• Material for this exercise:

###

//! Accent color themes.

use ratatui::style::Color;
use serde::{Deserialize, Serialize};

/// Accent color for card borders, values and the help line.
#[derive(Debug, Clone, Copy, Default, PartialEq, Eq, Serialize, Deserialize)]
#[serde(rename_all = "lowercase")]
pub enum ColorTheme {
    #[default]
    Cyan,
    Green,
    White,
    Magenta,
    Yellow,
    Red,
    Blue,
}

impl ColorTheme {
    /// Cycle to the next color theme.
    pub fn next(&self) -> Self {
        match self {
            ColorTheme::Cyan => ColorTheme::Green,
            ColorTheme::Green => ColorTheme::Magenta,
            ColorTheme::Magenta => ColorTheme::Yellow,
            ColorTheme::Yellow => ColorTheme::Red,
            ColorTheme::Red => ColorTheme::Blue,
            ColorTheme::Blue => ColorTheme::White,
            ColorTheme::White => ColorTheme::Cyan,
        }
    }

    /// Accent as an RGB color, so it can be faded.
    pub fn color(self) -> Color {
        let (r, g, b) = self.rgb();
        Color::Rgb(r, g, b)
    }

    pub fn rgb(self) -> (u8, u8, u8) {
        match self {
            ColorTheme::Cyan => (0, 255, 255),
            ColorTheme::Green => (80, 250, 123),
            ColorTheme::White => (235, 235, 235),
            ColorTheme::Magenta => (255, 85, 255),
            ColorTheme::Yellow => (255, 215, 0),
            ColorTheme::Red => (255, 85, 85),
            ColorTheme::Blue => (100, 149, 237),
        }
    }
}
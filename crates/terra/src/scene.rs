//! Display and interactive targets, bound once at startup.

use terra_anim::AnimatedValue;
use terra_config::LayoutConfig;
use terra_core::{FactCursor, FactList, MetricKind, format_grouped};

/// Logical id of the fact display target.
pub const FACT_TARGET: &str = "current-fact";

/// Earth size while zoomed.
const EARTH_ZOOM: f64 = 1.25;

#[derive(Debug, Clone, PartialEq, Eq, thiserror::Error)]
pub enum SceneError {
    #[error("display target `{0}` is missing from layout.cards")]
    MissingTarget(&'static str),
    #[error("display target `{0}` appears more than once in layout.cards")]
    DuplicateTarget(String),
    #[error("unknown display target `{0}` in layout.cards")]
    UnknownTarget(String),
}

/// Whether a target is inside the viewport at the last visibility pass.
/// Static targets are not drawn and their ambient animation is frozen.
#[derive(Debug, Clone, Copy, Default, PartialEq, Eq)]
pub enum RenderHint {
    #[default]
    Animated,
    Static,
}

/// A metric counter and the exact value behind its text.
#[derive(Debug, Clone)]
pub struct Counter {
    pub kind: MetricKind,
    pub value: AnimatedValue,
}

impl Counter {
    /// Text shown in the counter's display target.
    pub fn text(&self) -> String {
        format_grouped(self.value.current())
    }
}

/// An info card hosting one metric counter.
#[derive(Debug, Clone)]
pub struct InfoCard {
    pub kind: MetricKind,
    pub hovered: bool,
    pub hint: RenderHint,
}

/// The rotating fact display.
#[derive(Debug, Clone)]
pub struct FactPanel {
    list: FactList,
    cursor: FactCursor,
    text: String,
    pub opacity: AnimatedValue,
}

impl FactPanel {
    pub fn new(list: FactList) -> Self {
        let cursor = list.cursor();
        let text = list.get(cursor.index()).to_string();
        Self {
            list,
            cursor,
            text,
            opacity: AnimatedValue::new(1.0),
        }
    }

    pub fn text(&self) -> &str {
        &self.text
    }

    pub fn index(&self) -> usize {
        self.cursor.index()
    }

    /// Move to the next fact and write it into the display.
    pub fn advance(&mut self) {
        let index = self.cursor.advance();
        self.text = self.list.get(index).to_string();
    }
}

#[derive(Debug, Clone, Default)]
pub struct Earth {
    /// Pointer-tracking tilt in degrees.
    pub rotation_deg: f64,
    pub zoomed: bool,
    pub hint: RenderHint,
    /// Ambient spin time; only advances while animated.
    pub spin_ms: u64,
}

impl Earth {
    pub fn scale(&self) -> f64 {
        if self.zoomed { EARTH_ZOOM } else { 1.0 }
    }
}

#[derive(Debug, Clone)]
pub struct Sun {
    pub scale: f64,
    pub hint: RenderHint,
    /// Corona flicker time; only advances while animated.
    pub flicker_ms: u64,
}

impl Default for Sun {
    fn default() -> Self {
        Self {
            scale: 1.0,
            hint: RenderHint::default(),
            flicker_ms: 0,
        }
    }
}

/// Every target the dashboard reads or writes, held as explicit handles.
#[derive(Debug, Clone)]
pub struct Scene {
    pub counters: Vec<Counter>,
    pub cards: Vec<InfoCard>,
    pub fact: FactPanel,
    pub earth: Earth,
    pub sun: Sun,
    /// Rows scrolled down from the top of the page.
    pub scroll: u16,
    /// Whole-scene opacity for the load fade-in.
    pub opacity: AnimatedValue,
}

impl Scene {
    /// Bind the targets named in `layout`. Every metric display target must
    /// be hosted by exactly one card.
    pub fn bind(layout: &LayoutConfig, facts: FactList) -> Result<Self, SceneError> {
        let mut cards: Vec<InfoCard> = Vec::with_capacity(layout.cards.len());
        for id in &layout.cards {
            let kind = MetricKind::from_target_id(id)
                .ok_or_else(|| SceneError::UnknownTarget(id.clone()))?;
            if cards.iter().any(|card| card.kind == kind) {
                return Err(SceneError::DuplicateTarget(id.clone()));
            }
            cards.push(InfoCard {
                kind,
                hovered: false,
                hint: RenderHint::default(),
            });
        }

        if let Some(missing) = MetricKind::ALL
            .into_iter()
            .find(|kind| !cards.iter().any(|card| card.kind == *kind))
        {
            return Err(SceneError::MissingTarget(missing.target_id()));
        }

        // Indexed by `MetricKind::index`.
        let counters = MetricKind::ALL
            .into_iter()
            .map(|kind| Counter {
                kind,
                value: AnimatedValue::new(0.0),
            })
            .collect();

        Ok(Self {
            counters,
            cards,
            fact: FactPanel::new(facts),
            earth: Earth::default(),
            sun: Sun::default(),
            scroll: 0,
            opacity: AnimatedValue::new(0.0),
        })
    }

    pub fn counter(&self, kind: MetricKind) -> &Counter {
        &self.counters[kind.index()]
    }
}

#[cfg(test)]
mod tests {
    use super::*;

    fn layout(cards: &[&str]) -> LayoutConfig {
        LayoutConfig {
            cards: cards.iter().map(|id| id.to_string()).collect(),
        }
    }

    #[test]
    fn test_bind_default_layout() {
        let scene = Scene::bind(&LayoutConfig::default(), FactList::builtin()).unwrap();
        assert_eq!(scene.cards.len(), 3);
        assert_eq!(scene.counter(MetricKind::Orbital).kind, MetricKind::Orbital);
        assert_eq!(scene.counter(MetricKind::Rotation).text(), "0");
        assert_eq!(scene.fact.text(), terra_core::FACTS[0]);
        assert_eq!(scene.opacity.current(), 0.0);
    }

    #[test]
    fn test_card_order_follows_layout() {
        let scene = Scene::bind(
            &layout(&["time-to-sun", "rotation-speed", "orbital-speed"]),
            FactList::builtin(),
        )
        .unwrap();
        assert_eq!(scene.cards[0].kind, MetricKind::TimeToSun);
        assert_eq!(scene.cards[2].kind, MetricKind::Orbital);
    }

    #[test]
    fn test_missing_target_is_reported() {
        let err = Scene::bind(
            &layout(&["rotation-speed", "orbital-speed"]),
            FactList::builtin(),
        )
        .unwrap_err();
        assert_eq!(err, SceneError::MissingTarget("time-to-sun"));
    }

    #[test]
    fn test_duplicate_and_unknown_targets() {
        let dup = Scene::bind(
            &layout(&["rotation-speed", "rotation-speed", "time-to-sun"]),
            FactList::builtin(),
        );
        assert_eq!(
            dup.unwrap_err(),
            SceneError::DuplicateTarget("rotation-speed".to_string())
        );

        let unknown = Scene::bind(&layout(&[FACT_TARGET]), FactList::builtin());
        assert_eq!(
            unknown.unwrap_err(),
            SceneError::UnknownTarget("current-fact".to_string())
        );
    }

    #[test]
    fn test_fact_panel_advances_and_wraps() {
        let list = FactList::new(vec!["a".into(), "b".into(), "c".into()]).unwrap();
        let mut panel = FactPanel::new(list);
        assert_eq!(panel.text(), "a");
        panel.advance();
        assert_eq!(panel.index(), 1);
        assert_eq!(panel.text(), "b");
        panel.advance();
        panel.advance();
        assert_eq!(panel.index(), 0);
        assert_eq!(panel.text(), "a");
    }

    #[test]
    fn test_earth_scale() {
        let mut earth = Earth::default();
        assert_eq!(earth.scale(), 1.0);
        earth.zoomed = true;
        assert!(earth.scale() > 1.0);
    }
}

###

• Activity: Find each line in the material above that carries the string "Accent", and copy it.

• Exercise result:
//! Accent color themes.
/// Accent color for card borders, values and the help line.
    /// Accent as an RGB color, so it can be faded.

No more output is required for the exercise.